To his daughter, Martha Hicks, he wrote: "My dear love to thee, to thy dear mother, who next to the Divine Blesser has been the joy of my youth, and who, I trust and hope, will be the comfort of my declining years. O dear child, cherish and help her, for she hath done abundance for thee."
These fruits of the religious faith of Elias Hicks are offered as the test given us by the Great Teacher himself, by which to know the life of a man. They mark a life rooted in the life of God. Imperishable as the root whence they grew, may they feed the souls of men from generation to generation, satisfying the hungry, strengthening the weak, and making all glad in the joy of each! Thus it is permitted to be "still praising Him."
Elizabeth Powell Bond.
CHAPTER I.
Ancestry and Boyhood.
The Hicks family is English in its origin, authentic history tracing it clearly back to the fourteenth century.
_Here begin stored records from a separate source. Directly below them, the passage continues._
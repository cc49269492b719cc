use chrono::Utc;
use ratatui::{
    layout::{Constraint, Direction, Layout, Rect},
    text::{Line, Span},
    widgets::{Block, Borders, Paragraph, Wrap},
    Frame,
};

use crate::app::App;
use crate::ui::styles;
use crate::utils::{format_age, truncate_string};

/// Sidebar width in columns
const SIDEBAR_WIDTH: u16 = 30;

pub fn render(frame: &mut Frame, app: &App, area: Rect) {
    let chunks = Layout::default()
        .direction(Direction::Horizontal)
        .constraints([Constraint::Length(SIDEBAR_WIDTH), Constraint::Min(20)])
        .split(area);

    render_sidebar(frame, app, chunks[0]);
    render_main(frame, app, chunks[1]);
}

fn render_sidebar(frame: &mut Frame, app: &App, area: Rect) {
    let inner_width = SIDEBAR_WIDTH.saturating_sub(4) as usize;
    let mut lines = vec![Line::from(Span::styled(" Signed in as", styles::muted_style()))];

    // Nothing is shown when the store has no user
    if let Some(ref user) = app.sidebar.user_identifier {
        lines.push(Line::from(Span::styled(
            format!(" {}", truncate_string(user, inner_width)),
            styles::highlight_style(),
        )));
    }
    if let Some(since) = app.sidebar.signed_in_at {
        lines.push(Line::from(Span::styled(
            format!(" {}", format_age(since, Utc::now())),
            styles::muted_style(),
        )));
    }

    lines.push(Line::from(""));
    lines.push(Line::from(vec![
        Span::styled(" [l]", styles::help_key_style()),
        Span::styled(" Logout", styles::help_desc_style()),
    ]));
    lines.push(Line::from(vec![
        Span::styled(" [g]", styles::help_key_style()),
        Span::styled(" Go to path", styles::help_desc_style()),
    ]));

    let block = Block::default()
        .borders(Borders::ALL)
        .border_style(styles::border_style(false))
        .title(Span::styled(" Account ", styles::title_style()));

    frame.render_widget(Paragraph::new(lines).block(block), area);
}

fn render_main(frame: &mut Frame, app: &App, area: Rect) {
    let user = app.sidebar.user_identifier.as_deref().unwrap_or("there");
    let lines = vec![
        Line::from(""),
        Line::from(Span::styled(format!(" Welcome, {}!", user), styles::title_style())),
        Line::from(""),
        Line::from(Span::styled(
            " You are signed in.",
            styles::list_item_style(),
        )),
        Line::from(""),
        Line::from(vec![
            Span::styled(" Backend: ", styles::muted_style()),
            Span::styled(app.config.backend_uri.as_str(), styles::success_style()),
        ]),
    ];

    let block = Block::default()
        .borders(Borders::ALL)
        .border_style(styles::border_style(true))
        .title(Span::styled(" Home ", styles::title_style()));

    frame.render_widget(
        Paragraph::new(lines).block(block).wrap(Wrap { trim: false }),
        area,
    );
}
By a sort of genealogical paradox, a far-away ancestor of the apostle of peace in the eighteenth century was a man of war, for we are told that Sir Ellis Hicks was knighted on the battlefield of Poitiers in 1356, nearly four hundred years before the birth of his distinguished descendant on Long Island, in America.
From the best available data, it is believed that the progenitor of the Hicks family on Long Island arrived in America in 1638, and came over from the New England mainland about 1645, settling in the town of Hempstead. A relative, Robert by name, came over with the body of Pilgrims arriving in Massachusetts in 1621.